# Worm gear angle plate: Anyone used one of these?



## chakotay (Sep 1, 2014)

There's been more than a few times while dreaming up projects that are WAY over my experience level that I couldn't figure out a way to make a beveled cut with my existing tooling (purely for example's sake: milling the grind of a pocket knife blade). It seems like this is what I need. Yes, it's cheap. But so far the cheap stuff has been working fine for me. Any thoughts/flames would be appreciated.


----------



## pineyfolks (Sep 1, 2014)

Here's a cheaper way  http://www.hobby-machinist.com/showthread.php?t=16854


----------



## TomS (Sep 1, 2014)

chakotay said:


> There's been more than a few times while dreaming up projects that are WAY over my experience level that I couldn't figure out a way to make a beveled cut with my existing tooling (purely for example's sake: milling the grind of a pocket knife blade).
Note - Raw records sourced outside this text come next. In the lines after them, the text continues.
//! Auth session stub.
//!
//! Stands in for the real authentication backend: the app holds the current
//! user and notification count in memory and passes them into screens
//! explicitly, keeping the navigator and filter store testable without any
//! ambient singletons.

use std::time::Duration;

use async_trait::async_trait;
use tracing::info;

use crate::core::command::{Command, CommandEnv};
use crate::core::message::AppMessage;
use crate::model::User;

/// The signed-in state of the application.
#[derive(Debug, Clone)]
pub struct Session {
    user: Option<User>,
    notification_count: u32,
}

impl Session {
    /// Demo session used until a real auth backend exists.
    pub fn mock() -> Self {
        Self {
            user: Some(User::new("John Doe", "john@example.com")),
            notification_count: 3,
        }
    }

    /// The signed-in user, or `None` after sign-out.
    pub const fn current_user(&self) -> Option<&User> {
        self.user.as_ref()
    }

    pub const fn notification_count(&self) -> u32 {
        self.notification_count
    }

    /// Drop the signed-in user and their notifications.
    pub fn sign_out(&mut self) {
        self.user = None;
        self.notification_count = 0;
    }
}

/// Async sign-out against the (stubbed) auth backend.
///
/// Reports success or failure back through the app channel; the app shows a
/// transient notification either way.
pub struct SignOutCmd {
    env: CommandEnv,
}

impl SignOutCmd {
    pub const fn new(env: CommandEnv) -> Self {
        Self { env }
    }
}

#[async_trait]
impl Command for SignOutCmd {
    fn name(&self) -> String {
        "Signing out".to_string()
    }

    async fn execute(self: Box<Self>) -> color_eyre::Result<()> {
        // Simulated round trip to the auth backend.
        tokio::time::sleep(Duration::from_millis(250)).await;
        info!("Sign-out completed");
        self.env.send(AppMessage::SignedOut { success: true });
        Ok(())
    }
}

#[cfg(test)]
mod tests {
    use super::*;

    #[test]
    fn mock_session_is_signed_in() {
        let session = Session::mock();
        assert!(session.current_user().is_some());
        assert_eq!(session.notification_count(), 3);
    }

    #[test]
    fn sign_out_clears_user_and_notifications() {
        let mut session = Session::mock();
        session.sign_out();
        assert!(session.current_user().is_none());
        assert_eq!(session.notification_count(), 0);
    }
}
use clap::Parser;

#[derive(Parser, Debug)]
#[command(
    name = "communityhub",
    version,
    about = "Terminal client for the CommunityHub community platform"
)]
pub struct Args {
    /// Jump straight into a service by id (e.g. "accommodations")
    #[arg(short, long)]
    pub service: Option<String>,

    /// Override the configured theme for this session
    #[arg(short, long)]
    pub theme: Option<String>,
}
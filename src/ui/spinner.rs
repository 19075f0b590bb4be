//! Loading spinner for async fetches.

use ratatui::Frame;
use ratatui::layout::{Constraint, Rect};
use ratatui::style::Style;
use throbber_widgets_tui::WhichUse::Spin;
use throbber_widgets_tui::{BRAILLE_SIX, Throbber, ThrobberState};

use crate::theme::Theme;

pub struct Spinner {
    throbber_state: ThrobberState,
    label: Option<&'static str>,
}

impl Spinner {
    pub fn new() -> Self {
        Self {
            throbber_state: ThrobberState::default(),
            label: None,
        }
    }

    pub fn set_label(&mut self, label: &'static str) {
        self.label = Some(label);
    }

    pub fn on_tick(&mut self) {
        self.throbber_state.calc_next();
    }

    pub fn render(&mut self, frame: &mut Frame, area: Rect, theme: &Theme) {
        let mut throbber = Throbber::default()
            .throbber_set(BRAILLE_SIX)
            .use_type(Spin)
            .throbber_style(Style::default().fg(theme.lavender))
            .style(Style::default().fg(theme.subtext1));

        // The throbber glyph itself is one character wide.
        let mut width = 1u16;

        if let Some(label) = self.label {
            throbber = throbber.label(label);
            width += u16::try_from(label.len()).unwrap_or(u16::MAX) + 1;
        }

        let area = area.centered(Constraint::Length(width), Constraint::Length(1));
        frame.render_stateful_widget(throbber, area, &mut self.throbber_state);
    }
}

impl Default for Spinner {
    fn default() -> Self {
        Self::new()
    }
}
It seems like this is what I need. Yes, it's cheap. But so far the cheap stuff has been working fine for me. Any thoughts/flames would be appreciated.
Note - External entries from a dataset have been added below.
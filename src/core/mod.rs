//! Core abstractions: events, messages, commands, and the screen trait.

pub mod command;
pub mod event;
pub mod message;
pub mod screen;

pub use command::{Command, CommandEnv};
pub use event::Event;
pub use message::AppMessage;
pub use screen::{Screen, UpdateResult};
I have the 7 x 10 model.  It has worked well for me.  The only criticism I can offer is that the angle table height plus the height of your workpiece can get tall enough that rigidity becomes a problem.  I've worked around it by using HSS tool bits instead of carbide, taking light cuts, and slowing down the spindle speed.  I would buy one again.

Tom S


----------



## chakotay (Sep 2, 2014)

Thanks TomS! That's just the type of review I was looking for!


----------



## Bishop (Sep 2, 2014)

I think the homemade plate is the way to go, if you read through the thread you'll see a heap of useful mods guys have done.


----------



## chakotay (Sep 2, 2014)

The homemade plate looks like a good idea and certainly within my capabilities. But I guess I'm just wanting something ready-made off-the-shelf.


----------



## fgduncan (Jun 9, 2015)

I had a mechanical, hand adjusted angle plate, but when I had enough money I bought a worm gear and just haven't gotten around to selling the hand adjustable unit. The worm gear is definitely the way to go and the only thing I would warn you about is not to forget to tighten the clamps before making a cut. Not only will it make a sloppy cut, but the teeth of the worm really aren't designed to take a lot of pressure. I would most definitely go for the worm gear!


----------